### Extracted records ###
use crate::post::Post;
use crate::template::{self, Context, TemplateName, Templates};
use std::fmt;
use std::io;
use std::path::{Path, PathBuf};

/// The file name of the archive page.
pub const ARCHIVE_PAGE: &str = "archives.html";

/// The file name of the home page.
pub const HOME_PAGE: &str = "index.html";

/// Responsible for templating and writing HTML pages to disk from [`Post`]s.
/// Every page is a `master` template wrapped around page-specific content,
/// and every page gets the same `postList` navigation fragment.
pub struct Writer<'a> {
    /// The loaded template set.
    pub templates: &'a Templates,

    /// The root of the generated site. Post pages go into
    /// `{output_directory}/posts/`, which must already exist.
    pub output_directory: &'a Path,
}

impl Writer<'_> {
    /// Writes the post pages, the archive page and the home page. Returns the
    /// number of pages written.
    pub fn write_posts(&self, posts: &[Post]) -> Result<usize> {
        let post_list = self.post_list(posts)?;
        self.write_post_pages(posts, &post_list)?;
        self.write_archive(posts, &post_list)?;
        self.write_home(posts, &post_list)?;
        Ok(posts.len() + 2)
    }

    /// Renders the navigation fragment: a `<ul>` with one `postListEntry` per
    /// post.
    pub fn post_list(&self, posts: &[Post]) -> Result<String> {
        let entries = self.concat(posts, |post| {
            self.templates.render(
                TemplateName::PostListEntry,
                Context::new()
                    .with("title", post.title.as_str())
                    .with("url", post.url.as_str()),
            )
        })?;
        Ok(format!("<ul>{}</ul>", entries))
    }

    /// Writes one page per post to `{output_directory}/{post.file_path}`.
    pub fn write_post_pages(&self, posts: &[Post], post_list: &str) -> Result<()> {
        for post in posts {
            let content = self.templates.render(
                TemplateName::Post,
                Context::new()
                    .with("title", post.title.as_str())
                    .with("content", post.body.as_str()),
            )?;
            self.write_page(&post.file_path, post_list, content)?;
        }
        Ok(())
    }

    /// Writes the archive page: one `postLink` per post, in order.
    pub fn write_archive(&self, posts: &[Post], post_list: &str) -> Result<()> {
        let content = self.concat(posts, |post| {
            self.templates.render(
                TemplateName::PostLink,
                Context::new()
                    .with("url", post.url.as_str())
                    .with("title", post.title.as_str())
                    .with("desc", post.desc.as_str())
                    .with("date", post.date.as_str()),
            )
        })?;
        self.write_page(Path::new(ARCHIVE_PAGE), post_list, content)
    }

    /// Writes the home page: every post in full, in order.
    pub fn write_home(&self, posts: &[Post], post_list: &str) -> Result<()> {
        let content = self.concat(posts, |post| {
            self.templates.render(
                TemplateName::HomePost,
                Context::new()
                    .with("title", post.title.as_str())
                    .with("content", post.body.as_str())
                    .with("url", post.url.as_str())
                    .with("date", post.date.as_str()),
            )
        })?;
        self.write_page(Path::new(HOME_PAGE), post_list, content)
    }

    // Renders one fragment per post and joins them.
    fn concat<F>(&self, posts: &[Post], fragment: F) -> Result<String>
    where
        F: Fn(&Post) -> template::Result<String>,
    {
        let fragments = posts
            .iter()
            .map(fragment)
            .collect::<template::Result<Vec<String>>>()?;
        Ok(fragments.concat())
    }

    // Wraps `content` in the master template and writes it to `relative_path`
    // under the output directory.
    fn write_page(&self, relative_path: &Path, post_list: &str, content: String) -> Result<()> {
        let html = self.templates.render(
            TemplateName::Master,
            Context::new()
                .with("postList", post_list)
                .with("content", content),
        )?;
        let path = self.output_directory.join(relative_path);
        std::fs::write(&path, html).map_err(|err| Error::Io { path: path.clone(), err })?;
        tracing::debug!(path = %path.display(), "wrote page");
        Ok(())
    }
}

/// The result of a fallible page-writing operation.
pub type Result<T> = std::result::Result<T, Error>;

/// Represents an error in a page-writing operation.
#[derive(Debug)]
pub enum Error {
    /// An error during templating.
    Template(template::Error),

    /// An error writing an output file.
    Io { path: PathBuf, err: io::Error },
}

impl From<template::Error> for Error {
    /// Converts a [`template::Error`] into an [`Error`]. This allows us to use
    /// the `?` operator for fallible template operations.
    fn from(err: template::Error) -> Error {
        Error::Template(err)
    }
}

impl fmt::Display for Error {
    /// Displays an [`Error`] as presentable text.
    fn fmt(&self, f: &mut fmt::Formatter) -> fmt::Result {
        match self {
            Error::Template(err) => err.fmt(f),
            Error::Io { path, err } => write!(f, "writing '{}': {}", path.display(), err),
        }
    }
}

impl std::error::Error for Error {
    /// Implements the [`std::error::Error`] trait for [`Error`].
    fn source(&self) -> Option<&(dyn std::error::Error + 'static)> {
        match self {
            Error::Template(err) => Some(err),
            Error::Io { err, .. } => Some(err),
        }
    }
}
###
=== What you will do ===
Write out each line of the data that holds the string "TemplateName".

=== Written answer ===
use crate::template::{self, Context, TemplateName, Templates};
                TemplateName::PostListEntry,
                TemplateName::Post,
                TemplateName::PostLink,
                TemplateName::HomePost,
            TemplateName::Master,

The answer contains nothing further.